• WHAT YOU WILL DO: This exercise calls for copying every line below that holds the word "Borders".

———

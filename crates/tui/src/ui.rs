use ratatui::{
    Frame,
    layout::{Constraint, Direction, Layout},
    style::{Color, Style, Modifier},
    text::{Line, Span},
    widgets::{Block, Borders, Paragraph, Wrap},
};

use consul_core::types::{GameState, LoopStatus, OrchestratorState};
use crate::App;

fn state_color(state: GameState) -> Color {
    match state {
        GameState::InteractiveIdle => Color::Green,
        GameState::InteractiveActive => Color::Cyan,
        GameState::Loading | GameState::Login => Color::Yellow,
        GameState::NotRunning | GameState::Unknown => Color::Red,
    }
}

/// Counter with its limit, red once past half.
fn counter(label: &str, value: u32, limit: u32) -> Line<'static> {
    let color = if limit > 0 && value * 2 > limit { Color::Red } else { Color::White };
    Line::from(vec![
        Span::styled(format!(" {:<10}", label), Style::default().fg(Color::DarkGray)),
        Span::styled(format!("{}/{}", value, limit), Style::default().fg(color)),
    ])
}

fn field(label: &str, value: String, color: Color) -> Line<'static> {
    Line::from(vec![
        Span::styled(format!(" {:<10}", label), Style::default().fg(Color::DarkGray)),
        Span::styled(value, Style::default().fg(color)),
    ])
}

fn status_lines(status: &LoopStatus) -> Vec<Line<'static>> {
    let mut lines = vec![
        Line::from(vec![
            Span::styled(" s", Style::default().fg(Color::Yellow)),
            Span::raw(" start/stop, "),
            Span::styled("r", Style::default().fg(Color::Yellow)),
            Span::raw(" restart, "),
            Span::styled(":", Style::default().fg(Color::Yellow)),
            Span::raw(" command, "),
            Span::styled("l", Style::default().fg(Color::Yellow)),
            Span::raw(" logs"),
        ]),
        Line::from(""),
        field("state", status.state.to_string(), state_color(status.state)),
        counter("soft", status.soft_errors, status.soft_limit),
        counter("hard", status.hard_errors, status.hard_limit),
        field("pending", status.pending.to_string(), Color::White),
        field("labels", format!("{} cached", status.cached_labels), Color::White),
        field("restarts", status.escalations.to_string(), Color::White),
    ];
    if let Some(batch) = &status.last_batch {
        lines.push(field("last batch", batch.clone(), Color::Cyan));
    }
    if let Some(err) = &status.last_error {
        lines.push(field("last error", err.clone(), Color::Red));
    }
    lines
}

pub fn draw(f: &mut Frame, app: &App) {
    let chunks = if app.log_visible {
        Layout::default()
            .direction(Direction::Horizontal)
            .constraints([Constraint::Percentage(45), Constraint::Percentage(55)])
            .split(f.area())
    } else {
        Layout::default()
            .constraints([Constraint::Percentage(100)])
            .split(f.area())
    };

    let (banner_label, banner_bg) = match *app.orch_state.lock().unwrap() {
        OrchestratorState::Running => ("RUNNING (Press S to pause)", Color::Green),
        OrchestratorState::Stopped => ("PAUSED (Press S to start)", Color::Red),
    };

    let mut lines = {
        let status = app.status.lock().unwrap();
        status_lines(&status)
    };
    if let Some(input) = &app.input {
        lines.push(Line::from(""));
        lines.push(Line::from(vec![
            Span::styled(" > ", Style::default().fg(Color::Yellow)),
            Span::styled(format!("{}_", input), Style::default().fg(Color::White).add_modifier(Modifier::BOLD)),
        ]));
    }

    let left_chunks = Layout::default()
        .direction(Direction::Vertical)
        .constraints([Constraint::Length(1), Constraint::Min(0)])
        .split(chunks[0]);

    let banner_width = left_chunks[0].width as usize;
    let pad_total = banner_width.saturating_sub(banner_label.len());
    let pad_left = pad_total / 2;
    let centered_banner = format!("{}{}{}", " ".repeat(pad_left), banner_label, " ".repeat(pad_total - pad_left));
    let banner = Paragraph::new(Line::from(Span::styled(
        centered_banner,
        Style::default().fg(Color::Black).bg(banner_bg).add_modifier(Modifier::BOLD),
    )));
    f.render_widget(banner, left_chunks[0]);

    let panel = Paragraph::new(lines)
        .block(
            Block::default()
                .borders(Borders::LEFT | Borders::RIGHT | Borders::BOTTOM)
                .border_style(Style::default().fg(Color::Cyan)),
        )
        .wrap(Wrap { trim: false });
    f.render_widget(panel, left_chunks[1]);

    if app.log_visible && chunks.len() > 1 {
        let visible_height = chunks[1].height.saturating_sub(2) as usize;
        let total = app.log_messages.len();
        let scroll = app.log_scroll.min(total.saturating_sub(visible_height));
        let start = total.saturating_sub(visible_height + scroll);
        let end = total.saturating_sub(scroll);
        let log_lines: Vec<Line> = app.log_messages[start..end]
            .iter()
            .map(|m| parse_log_line(m))
            .collect();

        let log_panel = Paragraph::new(log_lines)
            .block(
                Block::default()
                    .borders(Borders::ALL)
                    .title(" Logs ")
                    .border_style(Style::default().fg(Color::Yellow)),
            )
            .wrap(Wrap { trim: false });
        f.render_widget(log_panel, chunks[1]);
    }

    if let Some(dialog) = &app.confirm {
        dialog.render(f);
    }
}

/// Parse a structured log line (level\x1fprefix\x1fcolor\x1ftimestamp\x1fmessage)
/// into a colored Line for TUI rendering.
fn parse_log_line(raw: &str) -> Line<'_> {
    let parts: Vec<&str> = raw.splitn(5, '\x1f').collect();
    if parts.len() < 5 {
        return Line::from(raw);
    }

    let (level, prefix, timestamp, message) = (parts[0], parts[1], parts[3], parts[4]);
    let color = match parts[2].parse::<u8>().unwrap_or(0) {
        1 => Color::DarkGray,     // COLOR_GRAY
        2 => Color::LightBlue,    // COLOR_BLUE
        3 => Color::LightGreen,   // COLOR_GREEN
        4 => Color::LightMagenta, // COLOR_MAGENTA
        _ => Color::White,
    };

    let mut spans = vec![
        Span::styled(timestamp, Style::default().fg(Color::DarkGray)),
        Span::raw(" "),
    ];
    match level {
        "ERROR" => spans.push(Span::styled("error ", Style::default().fg(Color::Red))),
        "WARN" => spans.push(Span::styled("warn ", Style::default().fg(Color::Yellow))),
        _ => {}
    }
    if !prefix.is_empty() {
        spans.push(Span::styled(prefix, Style::default().fg(color).add_modifier(Modifier::BOLD)));
        spans.push(Span::raw(" "));
    }
    spans.push(Span::styled(message, Style::default().fg(color)));
    Line::from(spans)
}

#[cfg(test)]
mod tests {
    use super::*;

    #[test]
    fn test_parse_structured_log_line() {
        let line = parse_log_line("WARN\x1fchannel\x1f2\x1f12:00:01\x1fchat did not open");
        let text: String = line.spans.iter().map(|s| s.content.as_ref()).collect();
        assert_eq!(text, "12:00:01 warn channel chat did not open");
        assert_eq!(parse_log_line("plain").spans.len(), 1);
    }

    #[test]
    fn test_status_lines_show_last_error() {
        let status = LoopStatus { last_error: Some("boom".into()), soft_limit: 15, ..LoopStatus::default() };
        let lines = status_lines(&status);
        let last: String = lines.last().unwrap().spans.iter().map(|s| s.content.as_ref()).collect();
        assert!(last.ends_with("boom"));
    }
}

———

• SOLUTION FOR THIS TASK:
    widgets::{Block, Borders, Paragraph, Wrap},
                .borders(Borders::LEFT | Borders::RIGHT | Borders::BOTTOM)
                    .borders(Borders::ALL)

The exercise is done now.